During my exchange Kumamoto (the city) has always been synonym with shopping. An easy way for me to compare cities is with my very own hometown. My hometown has 45K inhabitants, about the same as Tamana. A bit bigger than Tamana, there was Kumamoto (700K inhabitants), that I compared to Montreal, even though Montreal has in fact more than the double of people. 
I compared Kumamoto to Montreal because the only times I went there was, as I said, for shoppping. Past half of my student exchange however, I visited Fukuoka. Fukuoka..... That one city can be compared to mtl for real, with its 1M5 inhabitants. The thing is that Fukuoka is awesomely made, well when it concerns shopping downtown. Getting out at the Hakata Shinkansen station, you get out right in Tenjin Core, the middle of the middle of the shopping district. I never thought about Kumamoto for shopping after Fukuoka....

People say that Fukuoka's women are the prettiest in Japan.

I understand.

I never saw so many shopping districts selling ONLY women clothes and accessories, with all the girls walking in the street looking like the mannequins in the display window. 

My brother wants to move to Fukuoka.

I am told that girls in Fukuoka are prettier than in the rest of Japan and renowned for that because there are many foreign people (other asians for example, a lot of koreans :P) so they are a bit more blended





Accessory shops. 

Why oh why did I think I'd get to buy more later on on the trip? Why did I hesitate so much and buy only few? That was stupid. I remember however that, when I took the picture, I had already planned to regret not buying more, and intended to keep the picture to remember what I had missed...

Am I masochist?

Dunno.


This shop has the most awkward name I ever saw. I haven't
actually entered the store. I think I was intimidated by the name
It is in Fukuoka that I had my brother try his first Kaiten Sushi: trays of sushi rolling in front of you so you can get only the ones you want. The color of the plates determines how much you pay for each. I love those. The only thing is that I always end up paying a lot because I eat the expensive ones ha ha.

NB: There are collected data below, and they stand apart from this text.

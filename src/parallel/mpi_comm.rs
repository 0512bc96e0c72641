//! MPI-based parallel communication module.
//!
//! This module provides an implementation of the `Comm` trait using the MPI (Message Passing Interface)
//! backend for distributed-memory parallelism. Point-to-point halo traffic goes through the Cartesian
//! communicator created by `create_cartesian`; reductions use the same communicator once it exists.
//! The implementation is only available when the `mpi` feature is enabled.
//!
//! # Usage
//!
//! The caller owns MPI initialisation and must keep the `Universe` alive for as long as any
//! `MpiComm` is in use:
//!
//! ```no_run
//! # #[cfg(feature = "mpi")]
//! # {
//! let universe = mpi::initialize().unwrap();
//! let comm = jfnk_diffusion::parallel::MpiComm::new(universe.world());
//! # }
//! ```
//!
//! # References
//! - [MPI Standard](https://www.mpi-forum.org/)

use mpi::collective::SystemOperation;
use mpi::topology::{CartesianCommunicator, SimpleCommunicator};
use mpi::traits::*;

use super::{Comm, HaloTransfer};
use crate::error::JfnkError;

/// MPI communicator wrapper for distributed parallelism.
pub struct MpiComm {
    /// The communicator the process group was started with.
    pub world: SimpleCommunicator,
    /// Cartesian communicator, once created.
    pub cart: Option<CartesianCommunicator>,
    /// The rank (ID) of this process within the communicator.
    pub rank: usize,
    /// The total number of processes in the communicator.
    pub size: usize,
}

impl MpiComm {
    pub fn new(world: SimpleCommunicator) -> Self {
        let rank = world.rank() as usize;
        let size = world.size() as usize;
        MpiComm {
            world,
            cart: None,
            rank,
            size,
        }
    }

    fn cartesian(&self) -> Result<&CartesianCommunicator, JfnkError> {
        self.cart.as_ref().ok_or_else(|| {
            JfnkError::InvalidTopology("Cartesian communicator has not been created".to_string())
        })
    }
}

impl Comm for MpiComm {
    /// Returns the rank (ID) of this process.
    fn rank(&self) -> usize {
        self.rank
    }
    /// Returns the total number of processes in the communicator.
    fn size(&self) -> usize {
        self.size
    }
    /// Synchronizes all processes at a barrier.
    fn barrier(&self) -> Result<(), JfnkError> {
        match &self.cart {
            Some(cart) => cart.barrier(),
            None => self.world.barrier(),
        }
        Ok(())
    }

    /// Element-wise all-reduce sum; MPI hands every member the same result.
    fn all_reduce_sum_into(&self, buf: &mut [f64]) -> Result<(), JfnkError> {
        let send = buf.to_vec();
        match &self.cart {
            Some(cart) => cart.all_reduce_into(&send[..], buf, &SystemOperation::sum()),
            None => self.world.all_reduce_into(&send[..], buf, &SystemOperation::sum()),
        }
        Ok(())
    }

    fn create_cartesian(&mut self, dims: [usize; 2], periodic: [bool; 2]) -> Result<(), JfnkError> {
        let dims_i = [dims[0] as i32, dims[1] as i32];
        let cart = self
            .world
            .create_cartesian_communicator(&dims_i, &periodic, false)
            .ok_or_else(|| {
                JfnkError::InvalidTopology(format!(
                    "MPI refused a {dims:?} Cartesian grid for {} processes",
                    self.size
                ))
            })?;
        self.cart = Some(cart);
        Ok(())
    }

    fn cart_coords(&self, rank: usize) -> Result<[usize; 2], JfnkError> {
        let coords = self.cartesian()?.rank_to_coordinates(rank as i32);
        match coords[..] {
            [row, col] => Ok([row as usize, col as usize]),
            _ => Err(JfnkError::InvalidTopology(format!(
                "expected 2 coordinates, MPI returned {}",
                coords.len()
            ))),
        }
    }

    fn cart_rank(&self, coords: [usize; 2]) -> Result<usize, JfnkError> {
        let coords_i = [coords[0] as i32, coords[1] as i32];
        Ok(self.cartesian()?.coordinates_to_rank(&coords_i) as usize)
    }

    fn cart_shift(&self, axis: usize, disp: i64) -> Result<(Option<usize>, Option<usize>), JfnkError> {
        let (src, dest) = self.cartesian()?.shift(axis as i32, disp as i32);
        Ok((src.map(|r| r as usize), dest.map(|r| r as usize)))
    }

    /// Posts `Irecv`/`Isend` pairs, runs `overlap`, then waits on every request.
    fn halo_exchange<F: FnOnce()>(
        &self,
        transfers: &mut [HaloTransfer<'_>],
        overlap: F,
    ) -> Result<(), JfnkError> {
        let cart = self.cartesian()?;
        let my_rank = cart.rank();
        mpi::request::scope(|scope| {
            let mut requests = Vec::with_capacity(2 * transfers.len());
            for t in transfers.iter_mut() {
                let peer = cart.process_at_rank(t.peer as i32);
                requests.push(peer.immediate_receive_into_with_tag(scope, &mut *t.recv, t.peer as i32));
                requests.push(peer.immediate_send_with_tag(scope, t.send, my_rank));
            }
            overlap();
            for request in requests {
                request.wait();
            }
        });
        Ok(())
    }
}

Plate price chart (130 yen is approx $1.50CAD)

My plates <3



I don't know why japanese are crazy about this actor/singer, but he was LITERALLY everywhere. My best friends would have been happy ha ha ha.
My brother when he saw the picture he said, had he not the sideburn, he'd have thought she was cute. Poor boi :p


Can you think of a weirder name for a bar? Oh dear
japanese people, you never cease to amuse me

Walking by this building we told ourselves we'd visit it the next morning,
but weather the next day was incredibly unhappy, so we gave up the idea
Both the Fukman bar and the traditional building were right in front of the business hotel we stayed at (Etwas). The hotel was awesome in that it was right in the middle of Fukuoka's downtown, right in the shopping district. They have a very basic breakfast included in the price and if you are not satisfied with it, you go out, turn left and get right in the Korean food district. The only thing I did not really like is that the hotel room was stinked with the horrible smell of cigarette. Everything in the room was really smelly and that, even if I sprayed the room freshener all around every 15 minutes. 
What was funny about the room is that, it was probably meant for two businessmen having to stay overnight: long manly large shirt as pj in the room, stuff to help put on men suit shoes, shoe shiner and the like. I kept on trying to imagine two awkward japanese businessmen sleeping in a double bed, smoking their cigarettes while feeling shy in their man pj... LOL

If you want to look tall, feel tall, be told you're tall and realize you are tall, go to Japan.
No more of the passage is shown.